So let's talk about travel for a second and how the springs interact on the M&P series. From start of trigger pull (or press) to the end where the trigger stops, I think of as 3 different stages. Stage 1 is the pre-travel (or take up). This stage uses the trigger spring for the majority and then just prior to 2nd stage, the striker block and spring. At the end of stage 1 when the trigger bar engages the striker block, the tension of the striker block spring "stacks" on or adds to the tension of trigger spring. Stage 1.5 is the wall. Really i group this in with stage 1 but i wanted to explain a bit more on it.This is where the trigger bar engages the sear. The strength of the wall depends a lot on the sear spring at this point with a small amount being how light stage 1 is. Stage 2 is the break. This one is pretty simple. Striker drops and gun go bang. At this point the sear spring tension stacks on top of both the trigger spring and the striker block spring and of course the striker spring. Stage 3 is over travel. And this is the one that not many focus on and in my opinion is almost as important to accuracy as the break itself...if not more. To much over travel I think is why so many right handed people shoot low and left with glocks. After the striker drops, the trigger continues to travel until it hits some kind of mechanical stop. Because the striker has dropped at this point the resistance has all of the sudden dopped to and your finger sort of jolts back into the frame with a good amount of force. The more over travel, the longer the distance there is to build up a stronger jolt. Does that make sense? This jolt is happening at the same time the gun is firing. If you decrease the amount of over travel, you lessen the that jolt that throws off the accuracy. Trigger reset is sort of like stage 4 but I'm no gonna talk about that on this post.

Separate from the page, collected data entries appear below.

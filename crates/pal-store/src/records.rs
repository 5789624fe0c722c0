use serde::{Deserialize, Serialize};

/// Aggregate session counters for `Stats()`.
#[derive(Debug, Clone, Default, Serialize, Deserialize)]
pub struct SessionStats {
    pub total: u64,
    pub running: u64,
    pub complete: u64,
    pub failed: u64,
    pub cancelled: u64,
    pub total_tokens: u64,
    pub total_cost: f64,
    pub total_compactions: u64,
}

/// One day of session history for `History(days)`.
#[derive(Debug, Clone, Serialize, Deserialize)]
pub struct HistoryBucket {
    pub day: String,
    pub sessions: u64,
    pub tokens: u64,
    pub cost: f64,
}

/// Port counts by status for `Summary()`.
#[derive(Debug, Clone, Default, Serialize, Deserialize)]
pub struct PortCounts {
    pub pending: u64,
    pub running: u64,
    pub complete: u64,
    pub failed: u64,
    pub blocked: u64,
}

impl PortCounts {
    pub fn total(&self) -> u64 {
        self.pending + self.running + self.complete + self.failed + self.blocked
    }
}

So now we get to the apex parts. The apex dut/carry trigger shoe does take out a bit of the pre-travel and over travel and the sear shortens the overall break a bit. so the break on the apex sear is short and crisp. Triggers like the FSS kit get rid of the majority of the pre travel but that part isnt really adjustable on tje 2.0 system. The only unfortunate part about the 2.0 is that the new trigger bar and sear interface removes the ability to easily fine tune the over travel of the system. On the 1.0 you could adjust that very easily with the trigger bar loop. It's a trade off though because the new system I think makes for a more solid interface and a more consistent pull.
Quote:
What are the downsides to using stock springs and apex striker block, trigger shoe and sear?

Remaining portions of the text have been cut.